このうち、汚泥炭化施設は、下水汚泥及びその他汚泥を炭化して固形燃料を製造する施設であり、安定した性状の固形燃料を製造するためには、汚泥炭化施設に搬入される汚泥の含水率が均等化されていることが必要となる。そして、下水汚泥については、その含水率が既存の脱水設備で低減されている。一方で、その他汚泥については、その含水率を低減するための脱水設備が設置されていなかったことから、同市は、本件交付金事業とは別に費用を負担してセンターにその他汚泥のための脱水設備を新たに整備し、その他汚泥の含水率を脱水後の下水汚泥の含水率と同等になるように低減させた上で汚泥炭化施設に搬入することとしていた(参考図1参照)。
また、本件交付金事業の実施に当たり必要となる費用の負担については、同市において、公共下水道事業を実施する水道局とし尿処理施設管理事業等を実施する関係部局との間で「汚泥処理施設の設計及び施工並びに維持管理等の費用負担に関する協定書」(以下「費用負担協定」という。
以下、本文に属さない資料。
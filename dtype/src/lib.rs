//! Element types for tiled tensor programs.
//!
//! A [`DType`] is the logical element type of a graph node or of a tile-level value. Some logical
//! types cannot be addressed in memory directly (a 1-bit predicate, a 4-bit integer); for those the
//! storage narrowing table in [`DType::storage_type`] names the cell type used by loads and stores.

pub mod cast;
pub mod ops;
pub mod value;


pub use ops::{BinaryOp, CmpPredicate, UnaryOp};
pub use value::ConstValue;

/// Logical element type.
#[derive(Debug, Hash, PartialOrd, Ord)]
#[derive(strum::EnumCount, strum::EnumIter, strum::VariantArray, strum::FromRepr)]
#[derive(enumset::EnumSetType)]
#[cfg_attr(feature = "serde", derive(serde::Serialize, serde::Deserialize))]
#[enumset(repr = "u32")]
pub enum DType {
    /// 1-bit predicate, stored as `Int8`.
    Bool = 0,

    /// 4-bit signed integer, stored as `Int8`.
    Int4 = 1,
    Int8 = 2,
    Int16 = 3,
    Int32 = 4,
    Int64 = 5,

    UInt8 = 6,
    UInt16 = 7,
    UInt32 = 8,
    UInt64 = 9,

    Float16 = 10,
    BFloat16 = 11,
    Float32 = 12,
    Float64 = 13,

    /// Target index type for offsets, strides and loop bounds.
    Index = 14,
}

impl DType {
    // =========================================================================
    // Type Properties
    // =========================================================================

    /// Width of a logical element in bits.
    pub const fn bits(&self) -> usize {
        match self {
            Self::Bool => 1,
            Self::Int4 => 4,
            Self::Int8 | Self::UInt8 => 8,
            Self::Int16 | Self::UInt16 | Self::Float16 | Self::BFloat16 => 16,
            Self::Int32 | Self::UInt32 | Self::Float32 => 32,
            Self::Int64 | Self::UInt64 | Self::Float64 => 64,
            Self::Index => 64, // Treat as 64-bit index
        }
    }

    /// Bytes occupied by one element in memory, after storage narrowing.
    pub const fn bytes(&self) -> usize {
        self.storage_type().bits() / 8
    }

    pub const fn is_bool(&self) -> bool {
        matches!(self, Self::Bool)
    }

    pub const fn is_signed(&self) -> bool {
        matches!(self, Self::Int4 | Self::Int8 | Self::Int16 | Self::Int32 | Self::Int64)
    }

    pub const fn is_unsigned(&self) -> bool {
        matches!(self, Self::UInt8 | Self::UInt16 | Self::UInt32 | Self::UInt64)
    }

    /// Integer-like, including `Bool` and `Index`.
    pub const fn is_int(&self) -> bool {
        self.is_signed() || self.is_unsigned() || matches!(self, Self::Bool | Self::Index)
    }

    pub const fn is_float(&self) -> bool {
        matches!(self, Self::Float16 | Self::BFloat16 | Self::Float32 | Self::Float64)
    }

    // =========================================================================
    // Storage Narrowing
    // =========================================================================

    /// The type used to hold this element type in memory.
    ///
    /// Sub-byte types are widened to `Int8`; every other type is stored as itself. The table is
    /// idempotent: `t.storage_type().storage_type() == t.storage_type()`.
    pub const fn storage_type(&self) -> Self {
        match self {
            Self::Bool | Self::Int4 => Self::Int8,
            other => *other,
        }
    }

    /// Whether loads and stores of this type need a conversion to/from [`Self::storage_type`].
    pub const fn needs_storage_conversion(&self) -> bool {
        matches!(self, Self::Bool | Self::Int4)
    }

    /// Textual mnemonic used by the tile IR printer (`i1`, `bf16`, `index`, ...).
    pub const fn mnemonic(&self) -> &'static str {
        match self {
            Self::Bool => "i1",
            Self::Int4 => "i4",
            Self::Int8 => "i8",
            Self::Int16 => "i16",
            Self::Int32 => "i32",
            Self::Int64 => "i64",
            Self::UInt8 => "ui8",
            Self::UInt16 => "ui16",
            Self::UInt32 => "ui32",
            Self::UInt64 => "ui64",
            Self::Float16 => "f16",
            Self::BFloat16 => "bf16",
            Self::Float32 => "f32",
            Self::Float64 => "f64",
            Self::Index => "index",
        }
    }
}

impl std::fmt::Display for DType {
    fn fmt(&self, f: &mut std::fmt::Formatter<'_>) -> std::fmt::Result {
        f.write_str(self.mnemonic())
    }
}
)を締結して定めている。費用負担協定によれば、上記費用の負担は、下水汚泥とその他汚泥の汚泥処理施設への搬入量により算出される計画処理量の割合に基づき行うこととされており、その割合は、上記のとおり脱水後の下水汚泥とその他汚泥の含水率を同等になるようにした上で、それぞれ84.4%(計画処理量41.8t/日)及び15.6%(同7.7t/日)と算定されている。そして、同市は、この割合に基づき汚泥処理施設の整備に係る費用を案分するなどして、本件交付金事業の交付対象事業費を計2,968,257,000円(交付金交付額計1,631,631,650円)と算定していた。
その後、同市は、両汚泥の含水率を均等化する方法について、その他汚泥のための脱水設備を新たに整備して脱水後の下水汚泥とその他汚泥の含水率が同等になるようにする前記の方法ではなく、既存の脱水設備でその他汚泥の一部について含水率を低減させた上で、下水汚泥とその他汚泥を混合して含水率を均等化する混合設備を整備する方法に変更していた(参考図2参照)。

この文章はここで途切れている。